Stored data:
* * *

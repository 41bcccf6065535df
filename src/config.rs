// Visual configuration: common sections plus one typed options record per visual family

use serde::{Deserialize, Serialize};
use std::collections::BTreeMap;

use crate::palette::ColorPalette;

#[derive(Debug, Clone, PartialEq, Serialize, Deserialize)]
#[serde(rename_all = "camelCase", default)]
pub struct VisualConfig {
    pub title: TitleConfig,
    pub legend: LegendConfig,
    /// Palette override; `None` inherits the report theme
    pub palette: Option<Vec<String>>,
    pub small_multiples: SmallMultiplesOptions,
    pub options: FamilyOptions,
    /// Unknown keys kept for forward compatibility. Never read by the engine.
    pub extra: BTreeMap<String, serde_json::Value>,
}

impl Default for VisualConfig {
    fn default() -> Self {
        Self {
            title: TitleConfig::default(),
            legend: LegendConfig::default(),
            palette: None,
            small_multiples: SmallMultiplesOptions::default(),
            options: FamilyOptions::None,
            extra: BTreeMap::new(),
        }
    }
}

#[derive(Debug, Clone, PartialEq, Serialize, Deserialize)]
#[serde(rename_all = "camelCase", default)]
pub struct TitleConfig {
    pub show: bool,
    pub text: Option<String>,
    pub font_size: f64,
    pub color: String,
}

impl Default for TitleConfig {
    fn default() -> Self {
        Self {
            show: true,
            text: None,
            font_size: 14.0,
            color: "#252423".to_string(),
        }
    }
}

#[derive(Debug, Clone, Copy, PartialEq, Eq, Default, Serialize, Deserialize)]
#[serde(rename_all = "camelCase")]
pub enum LegendPosition {
    #[default]
    Top,
    Bottom,
    Left,
    Right,
}

#[derive(Debug, Clone, PartialEq, Serialize, Deserialize)]
#[serde(rename_all = "camelCase", default)]
pub struct LegendConfig {
    pub show: bool,
    pub position: LegendPosition,
}

impl Default for LegendConfig {
    fn default() -> Self {
        Self {
            show: true,
            position: LegendPosition::Top,
        }
    }
}

#[derive(Debug, Clone, PartialEq, Serialize, Deserialize)]
#[serde(rename_all = "camelCase", default)]
pub struct AxisConfig {
    pub show: bool,
    pub title: Option<String>,
    pub show_title: bool,
}

impl Default for AxisConfig {
    fn default() -> Self {
        Self {
            show: true,
            title: None,
            show_title: true,
        }
    }
}

#[derive(Debug, Clone, PartialEq, Serialize, Deserialize)]
#[serde(rename_all = "camelCase", default)]
pub struct SmallMultiplesOptions {
    pub columns: usize,
    pub max_rows: usize,
    pub show_title: bool,
}

impl Default for SmallMultiplesOptions {
    fn default() -> Self {
        Self {
            columns: 3,
            max_rows: 3,
            show_title: true,
        }
    }
}

// =============================================================================
// Family options
// =============================================================================

/// Options specific to one visual family, tagged by `family` on the wire
#[derive(Debug, Clone, PartialEq, Default, Serialize, Deserialize)]
#[serde(tag = "family", rename_all = "camelCase")]
pub enum FamilyOptions {
    #[default]
    None,
    Cartesian(CartesianOptions),
    Pie(PieOptions),
    Gauge(GaugeOptions),
    Card(CardOptions),
    Table(TableOptions),
}

/// Column, bar, line, area and scatter charts
#[derive(Debug, Clone, PartialEq, Serialize, Deserialize)]
#[serde(rename_all = "camelCase", default)]
pub struct CartesianOptions {
    pub x_axis: AxisConfig,
    pub y_axis: AxisConfig,
    pub data_labels: bool,
    /// Add a flagged "% of total" series when a multi-series layout has only one real series
    pub synthesize_series: bool,
}

impl Default for CartesianOptions {
    fn default() -> Self {
        Self {
            x_axis: AxisConfig::default(),
            y_axis: AxisConfig::default(),
            data_labels: false,
            synthesize_series: true,
        }
    }
}

#[derive(Debug, Clone, PartialEq, Default, Serialize, Deserialize)]
#[serde(rename_all = "camelCase", default)]
pub struct PieOptions {
    /// Inner radius in percent of the outer radius; `None` uses the chart kind's default
    pub inner_radius: Option<f64>,
    pub show_percentages: bool,
}

#[derive(Debug, Clone, PartialEq, Default, Serialize, Deserialize)]
#[serde(rename_all = "camelCase", default)]
pub struct GaugeOptions {
    pub min: Option<f64>,
    pub max: Option<f64>,
    pub target: Option<f64>,
}

#[derive(Debug, Clone, Copy, PartialEq, Eq, Default, Serialize, Deserialize)]
#[serde(rename_all = "camelCase")]
pub enum DisplayUnits {
    #[default]
    Auto,
    None,
    Thousands,
    Millions,
    Billions,
}

#[derive(Debug, Clone, PartialEq, Default, Serialize, Deserialize)]
#[serde(rename_all = "camelCase", default)]
pub struct CardOptions {
    pub display_units: DisplayUnits,
    pub decimals: Option<usize>,
}

#[derive(Debug, Clone, PartialEq, Serialize, Deserialize)]
#[serde(rename_all = "camelCase", default)]
pub struct TableOptions {
    pub show_totals: bool,
}

impl Default for TableOptions {
    fn default() -> Self {
        Self { show_totals: true }
    }
}

macro_rules! family_accessor {
    ($name:ident, $variant:ident, $ty:ty) => {
        /// Options for this family, or the defaults when the config carries another family's options
        pub fn $name(&self) -> $ty {
            match &self.options {
                FamilyOptions::$variant(options) => options.clone(),
                FamilyOptions::None => <$ty>::default(),
                other => {
                    log::debug!("Ignoring options of another family: {:?}", other);
                    <$ty>::default()
                }
            }
        }
    };
}

impl VisualConfig {
    family_accessor!(cartesian, Cartesian, CartesianOptions);
    family_accessor!(pie, Pie, PieOptions);
    family_accessor!(gauge, Gauge, GaugeOptions);
    family_accessor!(card, Card, CardOptions);
    family_accessor!(table, Table, TableOptions);

    pub fn palette(&self) -> ColorPalette {
        match &self.palette {
            Some(colors) => ColorPalette::from_colors(colors),
            None => ColorPalette::default_theme(),
        }
    }
}
// Lexical helpers for the filter expression grammar

use nom::{
    branch::alt,
    bytes::complete::{tag, tag_no_case, take_till, take_till1},
    character::complete::{alpha1, alphanumeric1, char, digit1, multispace0, satisfy},
    combinator::{map, map_res, not, opt, recognize},
    multi::many0,
    sequence::{delimited, pair, terminated, tuple},
    IResult,
};

use crate::data::Value;

/// Wrap a parser so that it skips surrounding whitespace
pub fn ws<'a, F, O>(inner: F) -> impl FnMut(&'a str) -> IResult<&'a str, O>
where
    F: FnMut(&'a str) -> IResult<&'a str, O>,
{
    delimited(multispace0, inner, multispace0)
}

fn is_ident_char(c: char) -> bool {
    c.is_alphanumeric() || c == '_' || c == '.'
}

/// Case-insensitive keyword that is not the prefix of a longer identifier
pub fn keyword<'a>(kw: &'static str) -> impl FnMut(&'a str) -> IResult<&'a str, &'a str> {
    terminated(tag_no_case(kw), not(satisfy(is_ident_char)))
}

/// Bare identifier: letter or underscore, then letters, digits, `_` or `.`
pub fn identifier(input: &str) -> IResult<&str, &str> {
    recognize(pair(
        alt((alpha1, tag("_"))),
        many0(alt((alphanumeric1, tag("_"), tag(".")))),
    ))(input)
}

/// Field reference: a bare identifier or a `[bracketed name]` that may contain spaces
pub fn field_name(input: &str) -> IResult<&str, String> {
    alt((
        map(delimited(char('['), take_till1(|c| c == ']'), char(']')), |s: &str| s.trim().to_string()),
        map(identifier, str::to_string),
    ))(input)
}

/// Single- or double-quoted string without escapes
pub fn string_literal(input: &str) -> IResult<&str, String> {
    alt((
        map(delimited(char('"'), take_till(|c| c == '"'), char('"')), str::to_string),
        map(delimited(char('\''), take_till(|c| c == '\''), char('\'')), str::to_string),
    ))(input)
}

pub fn number_literal(input: &str) -> IResult<&str, f64> {
    map_res(
        recognize(tuple((opt(char('-')), digit1, opt(pair(char('.'), digit1))))),
        str::parse::<f64>,
    )(input)
}

/// Right-hand side of a comparison
pub fn literal(input: &str) -> IResult<&str, Value> {
    alt((
        map(string_literal, Value::Text),
        map(keyword("true"), |_| Value::Bool(true)),
        map(keyword("false"), |_| Value::Bool(false)),
        map(keyword("null"), |_| Value::Null),
        map(number_literal, Value::Number),
        map(identifier, |s: &str| Value::from(s)),
    ))(input)
}

#[cfg(test)]
mod tests {
    use super::*;

    #[test]
    fn test_keyword_boundary() {
        assert!(keyword("and")("and x").is_ok());
        assert!(keyword("and")("AND x").is_ok());
        assert!(keyword("and")("android").is_err());
    }

    #[test]
    fn test_field_names() {
        assert_eq!(field_name("region = 1").unwrap().1, "region");
        assert_eq!(field_name("[Order Date] > 1").unwrap().1, "Order Date");
        assert_eq!(field_name("sales.total").unwrap().1, "sales.total");
        assert!(field_name("1abc").is_err());
    }

    #[test]
    fn test_literals() {
        assert_eq!(literal("\"North\"").unwrap().1, Value::from("North"));
        assert_eq!(literal("'it'").unwrap().1, Value::from("it"));
        assert_eq!(literal("-12.5").unwrap().1, Value::Number(-12.5));
        assert_eq!(literal("TRUE").unwrap().1, Value::Bool(true));
        assert_eq!(literal("null").unwrap().1, Value::Null);
        assert_eq!(literal("North").unwrap().1, Value::from("North"));
        assert_eq!(literal("\"\"").unwrap().1, Value::from(""));
    }
}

* * *

TASK GOAL:
Starting with the first line of the data above, copy each line exactly until you reach the line with "use crate::palette::ColorPalette;"; include that line as well.

WRITTEN RESPONSE:
repository 41bcccf6065535df
filename src/config.rs
// Visual configuration: common sections plus one typed options record per visual family

use serde::{Deserialize, Serialize};
use std::collections::BTreeMap;

use crate::palette::ColorPalette;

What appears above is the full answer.